2022-05-20  Staff Reporter

Opinion - Foreign land ownership and Article 16 constitutional promise

Job Shipululo Amupanda

Maitjituavi Stanley Kavetu

Benedick Moody Louw

In 2018, the conscious activists and concerned Namibians marched to the National Assembly to submit a petition to the Speaker of the National Assembly on foreign ownership of land. 

To assist members of parliament, the petition came in the form of a draft bill that provided an understandable context and content. It is for the first time that citizens submitted a bill to parliament. 

The law-making process has always been dominated by the executive through its Cabinet committee on legislation. 

Parliament is dwarfed and effectively surrendered itself to this committee. 

Our dear departed former speaker of the National Assembly Theo-Ben Gurirab once bemoaned executive dominance over the legislature. 

At the time the bill was submitted, the executive had circumvented the law and indirectly sold several farms to a Russian billionaire in the Dordabis area. This billionaire had advertised a bribe in a screaming full-page advertisement in the local media, seducing salivating corrupt political elite governing land affairs. 

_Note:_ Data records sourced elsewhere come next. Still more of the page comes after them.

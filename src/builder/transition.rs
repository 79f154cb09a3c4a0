//! Builder for constructing transition declarations.

use crate::builder::error::BuildError;
use crate::core::{Callback, Event, Guard, Payload, State};
use crate::effects::Transition;

/// Builder for constructing transitions with a fluent API.
///
/// Unlike [`Transition::new`], every required part may be supplied in any
/// order and missing parts are reported by [`build`](Self::build).
pub struct TransitionBuilder<S, E, C, A = (), R = ()> {
    from: Vec<S>,
    event: Option<E>,
    to: Option<S>,
    guard: Option<Guard<S, E, C, A, R>>,
    on_enter: Option<Callback<S, E, C, A, R>>,
    on_exit: Option<Callback<S, E, C, A, R>>,
}

impl<S, E, C, A, R> TransitionBuilder<S, E, C, A, R>
where
    S: State,
    E: Event,
    C: Send + 'static,
    A: Payload,
    R: Payload,
{
    /// Create a new transition builder.
    pub fn new() -> Self {
        Self {
            from: Vec::new(),
            event: None,
            to: None,
            guard: None,
            on_enter: None,
            on_exit: None,
        }
    }

    /// Add a source state (at least one is required).
    pub fn from(mut self, state: S) -> Self {
        self.from.push(state);
        self
    }

    /// Add several source states at once.
    pub fn from_any(mut self, states: impl IntoIterator<Item = S>) -> Self {
        self.from.extend(states);
        self
    }

    /// Set the triggering event (required).
    pub fn event(mut self, event: E) -> Self {
        self.event = Some(event);
        self
    }

    /// Set the target state (required).
    pub fn to(mut self, state: S) -> Self {
        self.to = Some(state);
        self
    }

    /// Add a guard (optional).
    pub fn guard(mut self, guard: Guard<S, E, C, A, R>) -> Self {
        self.guard = Some(guard);
        self
    }

    /// Add a guard using a predicate over the context (optional).
    pub fn when<F>(mut self, predicate: F) -> Self
    where
        F: Fn(&C) -> bool + Send + Sync + 'static,
    {
        self.guard = Some(Guard::new(predicate));
        self
    }

    /// Set the callback run before the state changes.
    pub fn on_enter(mut self, callback: Callback<S, E, C, A, R>) -> Self {
        self.on_enter = Some(callback);
        self
    }

    /// Set the callback run after the state changed.
    pub fn on_exit(mut self, callback: Callback<S, E, C, A, R>) -> Self {
        self.on_exit = Some(callback);
        self
    }

    /// Build the transition.
    pub fn build(self) -> Result<Transition<S, E, C, A, R>, BuildError> {
        if self.from.is_empty() {
            return Err(BuildError::MissingFromState);
        }
        let event = self.event.ok_or(BuildError::MissingEvent)?;
        let to = self.to.ok_or(BuildError::MissingToState)?;

        Ok(Transition {
            from: self.from,
            event,
            to,
            guard: self.guard,
            on_enter: self.on_enter,
            on_exit: self.on_exit,
        })
    }
}

impl<S, E, C, A, R> Default for TransitionBuilder<S, E, C, A, R>
where
    S: State,
    E: Event,
    C: Send + 'static,
    A: Payload,
    R: Payload,
{
    fn default() -> Self {
        Self::new()
    }
}
//! Event subscriber registry.

use crate::core::Callback;
use std::collections::HashMap;
use std::hash::Hash;

/// Outcome of removing a subscriber.
#[derive(Clone, Copy, Debug, PartialEq, Eq)]
pub(crate) enum Unsubscribe {
    Removed,
    NotRegistered,
    UnknownEvent,
}

/// Ordered subscriber lists keyed by event.
///
/// Cloning produces a shallow copy: the lists are duplicated, the callbacks
/// they hold are shared.
pub(crate) struct SubscriberRegistry<S, E, C, A, R> {
    by_event: HashMap<E, Vec<Callback<S, E, C, A, R>>>,
}

impl<S, E: Eq + Hash, C, A, R> SubscriberRegistry<S, E, C, A, R> {
    pub(crate) fn new() -> Self {
        Self {
            by_event: HashMap::new(),
        }
    }

    pub(crate) fn subscribe(&mut self, event: E, callback: Callback<S, E, C, A, R>) {
        self.by_event.entry(event).or_default().push(callback);
    }

    /// Remove the first registration of `callback` for `event`.
    pub(crate) fn unsubscribe(
        &mut self,
        event: &E,
        callback: &Callback<S, E, C, A, R>,
    ) -> Unsubscribe {
        let Some(callbacks) = self.by_event.get_mut(event) else {
            return Unsubscribe::UnknownEvent;
        };

        match callbacks.iter().position(|registered| registered.ptr_eq(callback)) {
            Some(index) => {
                callbacks.remove(index);
                Unsubscribe::Removed
            }
            None => Unsubscribe::NotRegistered,
        }
    }

    /// Callbacks registered for `event`, in registration order.
    pub(crate) fn snapshot(&self, event: &E) -> Vec<Callback<S, E, C, A, R>> {
        self.by_event.get(event).cloned().unwrap_or_default()
    }

    pub(crate) fn count(&self, event: &E) -> usize {
        self.by_event.get(event).map_or(0, Vec::len)
    }
}

impl<S, E: Clone, C, A, R> Clone for SubscriberRegistry<S, E, C, A, R> {
    fn clone(&self) -> Self {
        Self {
            by_event: self.by_event.clone(),
        }
    }
}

If this was done publicly, we wonder what he did behind closed doors. 

Scandalously, this was also during the gimmick land conference, called by the regime to quell demands on aggressive land reform, which we did not attend because we knew better. 

Those who legitimised the event later came to vindicate our position. 

Indeed, as they loaded bags into public buses to Windhoek for the gimmick conference, founding son of Namibia Utoni Nujoma, then lands minister, was busy organising farms for the Russian billionaire. 

Some time ago, the very same Nujoma had tagged Chinese along to present and seduce cabinet to get 10 000 hectares of fertile and productive agricultural land in the Zambezi to produce dangerous “drugs”. 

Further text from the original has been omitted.